No press release or anything, but earlier this week, the Education Department quietly updated its blog to reflect that they would like to see stronger accountability provisions in the rewrite of the Elementary and Secondary Education Act.
Here's a snippet:
"Increased flexibility at the state and local level is consistent with the administration's policy on waivers and our Blueprint for Reform. However, it is equally important that we maintain a strong commitment to accountability for the success of all students, and I am concerned that the Senate bill does not go far enough. Parents, teachers, and state leaders across the country understand that in order to prepare all of our young people to compete in the global economy, we must hold ourselves and each other accountable at every level of the education system- from the classroom to the school district, from the states to the federal government."
Check out the whole post here.
Their concern is not a surprise, of course, given that the waiver plan the administration put forward retains something closer to the current system of adequate yearly progress than the Harkin-Enzi bill would.
The administration sent a statement to reporters on Oct. 17 citing concerns with the changes to teacher evaluation in the measure. But that statement didn't specifically cite accountability as a concern, even though a lot of business groups, state chiefs, and civil rights advocates are unhappy with the measure.

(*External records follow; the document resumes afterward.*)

//! Method access flags and fast-path classification.
//!
//! The runtime hands us the raw access-flag word of the method being
//! compiled. Only five bits matter for stub generation: `native`, `static`,
//! `synchronized` and the two fast-path annotations.

use std::fmt;

/// Access-flag bit set for a native method.
#[derive(Debug, Clone, Copy, PartialEq, Eq, Hash)]
pub struct AccessFlags(u32);

impl AccessFlags {
    /// No flags set.
    pub const NONE: Self = Self(0);
    /// Method is static.
    pub const STATIC: Self = Self(0x0008);
    /// Method is synchronized (monitor enter/exit around the call).
    pub const SYNCHRONIZED: Self = Self(0x0020);
    /// Method body is native code.
    pub const NATIVE: Self = Self(0x0100);
    /// Method was annotated as fast-native.
    pub const FAST_NATIVE: Self = Self(0x0008_0000);
    /// Method was annotated as critical-native.
    pub const CRITICAL_NATIVE: Self = Self(0x0020_0000);

    /// Build from a raw access-flag word.
    pub const fn from_bits(bits: u32) -> Self {
        Self(bits)
    }

    /// The raw flag word.
    pub const fn bits(self) -> u32 {
        self.0
    }

    /// True if every bit of `other` is set in `self`.
    pub const fn contains(self, other: Self) -> bool {
        (self.0 & other.0) == other.0
    }

    /// Union of two flag sets.
    pub const fn union(self, other: Self) -> Self {
        Self(self.0 | other.0)
    }

    pub const fn is_static(self) -> bool {
        self.contains(Self::STATIC)
    }

    pub const fn is_synchronized(self) -> bool {
        self.contains(Self::SYNCHRONIZED)
    }

    pub const fn is_native(self) -> bool {
        self.contains(Self::NATIVE)
    }

    pub const fn is_fast_native(self) -> bool {
        self.contains(Self::FAST_NATIVE)
    }

    pub const fn is_critical_native(self) -> bool {
        self.contains(Self::CRITICAL_NATIVE)
    }
}

impl std::ops::BitOr for AccessFlags {
    type Output = Self;

    fn bitor(self, rhs: Self) -> Self {
        self.union(rhs)
    }
}

impl fmt::Display for AccessFlags {
    fn fmt(&self, f: &mut fmt::Formatter<'_>) -> fmt::Result {
        write!(f, "{:#x}", self.0)
    }
}

/// Which of the three stub shapes a method compiles to.
///
/// `FastNative` skips the runnable-state transition; `CriticalNative`
/// additionally skips the local reference frame and stack-pointer
/// publication. The two annotations are mutually exclusive.
#[derive(Debug, Clone, Copy, PartialEq, Eq)]
pub enum FastPathMode {
    Normal,
    FastNative,
    CriticalNative,
}

impl FastPathMode {
    /// Classify a validated flag set.
    pub fn from_flags(flags: AccessFlags) -> Self {
        debug_assert!(!(flags.is_fast_native() && flags.is_critical_native()));
        if flags.is_critical_native() {
            FastPathMode::CriticalNative
        } else if flags.is_fast_native() {
            FastPathMode::FastNative
        } else {
            FastPathMode::Normal
        }
    }
}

Also, interestingly, the administration put out a supportive statement when the bill was introduced, but they didn't send anything similar to reporters after it was passed.
Of course, the bill didn't change too much during markup. In fact, the most substantial change during committee consideration was an amendment by Sen. Lamar Alexander, R-Tenn., which would allow states to come up with their own plans for turning around the lowest performing schools. And that can't be something the Obama administration, which crafted the current models, is particularly happy about.